By the EERI Reconnaissance Team.
March 17, 2011. Earthquake Engineering Research Institute.
The use of social media in disaster is often described as “drinking from a fire hose.” For those tuned in to social media , who monitor information flowing freely from citizen reporters on the disaster-affected streets, there is often so much information flowing that it is incredibly difficult to identify relevant and actionable data that can be turned into “intelligence.”
On the flip side is the perspective of the local public, looking for information that will enable them to make decisions about protective actions such as evacuation and sheltering. Under the traditional media strategy, information flows slowly, sometimes only two or three times a day. People perceive this as an information dearth just as they become all the more hungry for accurate and trustworthy information. At this very time, in the absence of information, local community members are turning to sources online. Similar to those emergency managers who are “drinking from a fire hose,” members of the public are faced with an overwhelming set of information sources such as websites, weblogs, major media, and social media networks (to name a few), some of which are authoritative and many of which are not. Without a central, authoritative site members of the public must make serious evaluations about which information will lead to their decision making and actions.

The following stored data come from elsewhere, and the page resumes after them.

// ABOUTME: Defines all error types for the caravan library using thiserror.
// ABOUTME: Backend failures stay per-concern and unify under CaravanError.

/// Top-level error type for the caravan library.
#[derive(Debug, thiserror::Error)]
pub enum CaravanError {
    #[error("LLM error: {0}")]
    Llm(#[from] LlmError),

    #[error("Store error: {0}")]
    Store(#[source] anyhow::Error),
}

/// Errors from backend chat client operations.
///
/// Inside a dispatch these are never propagated past the owning agent's
/// task: the engine converts them into that agent's failure outcome.
#[derive(Debug, thiserror::Error)]
pub enum LlmError {
    #[error("HTTP error: {0}")]
    Http(#[from] reqwest::Error),

    #[error("API error ({status}): {message}")]
    Api { status: u16, message: String },

    #[error("Deserialization error: {0}")]
    Deserialize(#[from] serde_json::Error),

    #[error("no response within {0:?}")]
    Timeout(std::time::Duration),

    #[error("Configuration error: {0}")]
    Configuration(String),
}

Throughout this short week of information gathering in the field, I’ve noticed that while there is the appearance of competing information sources, they have the potential to serve as complementary sources at varying points of disaster response. For instance, volunteer technical communities that mobilize resources early on aggregate and map information from the crowd. This is a complementary activity to those serving in official capacities that are responsible for critical infrastructure and emergency response. There are other examples that also show this complementary nature of efforts that may or may not duplicate data sources, but serve specific populations and needs at varying points of the response.
Key to the potential success of this kind of complementary effort is likely to be intentional actions to collaborate across organizations and to invite new partners to the table. Such collaborations have the possibility to strengthen communication processes, to increase trust, and to ensure that people are directed to verified information from which they can make informed decisions.